Sudan Selatan adalah salah satu krisis kelaparan terburuk secara global, dengan 2,5 juta orang dalam keadaan darurat atau tingkat kerawanan pangan akut yang lebih buruk. Menurut Program Pangan Dunia (WFP), diperkirakan 108 ribu orang sudah menghadapi kondisi seperti kelaparan.
WPF juga mencatat bahwa 4,7 juta orang sudah berada dalam tingkat krisis dan mungkin situasi ketahanan pangan terburuk sejak negara itu merdeka pada Juli 2011. Sudan Selatan sangat rentan terhadap perubahan iklim, termasuk banjir, kekeringan, dan yang terbaru, serangan belalang.

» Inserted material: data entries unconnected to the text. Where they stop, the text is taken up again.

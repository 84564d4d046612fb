//! Type definitions for the auth session
//!
//! Configuration, token, claim, projection and flag types shared by every
//! component.

pub mod claims;
pub mod flags;
pub mod options;
pub mod tokens;
pub mod user;

pub use claims::{ClaimMap, ClaimValue};
pub use flags::{Flag, FlagType, FlagValue};
pub use options::{AuthRequestOptions, DEFAULT_SCOPE, DEFAULT_STORAGE_KEY, Prompt, SessionConfig};
pub use tokens::{EXPIRY_BUFFER_SECS, TokenSet};
pub use user::{Organization, Permissions, User, UserOrganizations};
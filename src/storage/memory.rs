//! In-memory secure storage

use std::collections::HashMap;
use std::sync::{Mutex, PoisonError};

use super::{SecureStorage, StorageError};

/// Process-local storage; contents vanish with the process
#[derive(Debug, Default)]
pub struct MemoryStorage {
    entries: Mutex<HashMap<String, Vec<u8>>>,
}

impl MemoryStorage {
    /// Create empty storage
    #[must_use]
    pub fn new() -> Self {
        Self::default()
    }

    /// Number of stored keys
    #[must_use]
    pub fn len(&self) -> usize {
        self.entries
            .lock()
            .unwrap_or_else(PoisonError::into_inner)
            .len()
    }

    /// Whether nothing is stored
    #[must_use]
    pub fn is_empty(&self) -> bool {
        self.len() == 0
    }
}

impl SecureStorage for MemoryStorage {
    fn get(&self, key: &str) -> Result<Option<Vec<u8>>, StorageError> {
        let entries = self.entries.lock().unwrap_or_else(PoisonError::into_inner);
        Ok(entries.get(key).cloned())
    }

    fn set(&self, key: &str, value: &[u8]) -> Result<(), StorageError> {
        let mut entries = self.entries.lock().unwrap_or_else(PoisonError::into_inner);
        entries.insert(key.to_string(), value.to_vec());
        Ok(())
    }

    fn delete(&self, key: &str) -> Result<(), StorageError> {
        let mut entries = self.entries.lock().unwrap_or_else(PoisonError::into_inner);
        entries.remove(key);
        Ok(())
    }
}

Perubahan iklim jangka panjang seperti peningkatan suhu secara bertahap dan perubahan jangka pendek termasuk peningkatan banjir memiliki implikasi tidak langsung dan saling terkait bagi perdamaian dan keamanan di Sudan Selatan. Beberapa bagian negara itu mengalami banjir terburuk dalam 60 tahun dan PBB mengaitkan situasi tersebut dengan perubahan iklim.
Untuk beberapa daerah, ini adalah tahun ketiga berturut-turut banjir ekstrem, membahayakan mata pencaharian di negara termuda di dunia. Selain banjir, perang saudara selama lima tahun, kelaparan, dan korupsi telah menghancurkan negara itu.